The sliding window algorithm blends request counts from the previous and current fixed windows, producing a smooth rate estimate that avoids the boundary burst problem of simple fixed-window counters.
Basic Usage ¶
Create a counter, build a limiter, and call Allow on each request:
counter := ratelimit.NewMemoryCounter(ratelimit.MemoryConfig{})
defer counter.Close()
lim, err := ratelimit.New(counter, 100, time.Minute)
if err != nil {
log.Fatal(err)
}
info, err := lim.Allow(ctx, "user:123")
if err != nil {
// handle error
}
if !info.IsAllowed() {
// reject request, retry after info.RetryAfter
}
Counter Backends ¶
Two counter implementations are provided:
NewMemoryCounter creates an in-memory counter suitable for single-process deployments.
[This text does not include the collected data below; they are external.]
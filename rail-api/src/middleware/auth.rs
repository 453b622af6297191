use axum::{
    extract::{Request, State},
    middleware::Next,
    response::Response,
};
use jsonwebtoken::{decode, DecodingKey, Validation};
use serde::{Deserialize, Serialize};

use crate::error::AppError;
use crate::state::AppState;

pub const PASSENGER_ROLE: &str = "PASSENGER";

/// The token subject is the passenger identity bookings are made under
#[derive(Debug, Serialize, Deserialize, Clone)]
pub struct PassengerClaims {
    pub sub: String,
    pub role: String,
    pub exp: usize,
}

pub async fn passenger_auth_middleware(
    State(state): State<AppState>,
    mut req: Request,
    next: Next,
) -> Result<Response, AppError> {
    // 1. Extract token from Authorization header
    let token = req.headers()
        .get("Authorization")
        .and_then(|h| h.to_str().ok())
        .and_then(|h| h.strip_prefix("Bearer "))
        .ok_or_else(|| AppError::AuthenticationError("Missing bearer token".to_string()))?;

    // 2. Decode and validate JWT
    let token_data = decode::<PassengerClaims>(
        token,
        &DecodingKey::from_secret(state.auth.secret.as_bytes()),
        &Validation::default(),
    ).map_err(|e| AppError::AuthenticationError(format!("Invalid token: {}", e)))?;

    // 3. Check role
    if token_data.claims.role != PASSENGER_ROLE {
        return Err(AppError::AuthorizationError("Passenger token required".to_string()));
    }

    // 4. Inject claims into request extensions
    req.extensions_mut().insert(token_data.claims);

    Ok(next.run(req).await)
}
It runs a background goroutine to clean up expired window data:
counter := ratelimit.NewMemoryCounter(ratelimit.MemoryConfig{
CleanupInterval: 30 * time.Second,
})
defer counter.Close()
NewRedisCounter creates a Redis-backed counter for distributed deployments. On Redis failure, it automatically falls back to an in-memory counter:
client := redis.MustOpen(ctx, redisConfig)
counter := ratelimit.NewRedisCounter(client, ratelimit.RedisConfig{
Prefix: "api",
})
Key Extractors ¶
KeyFunc extracts a rate-limit key from an HTTP request. Several built-in extractors are provided:
- KeyByIP — client IP address (supports CDN headers)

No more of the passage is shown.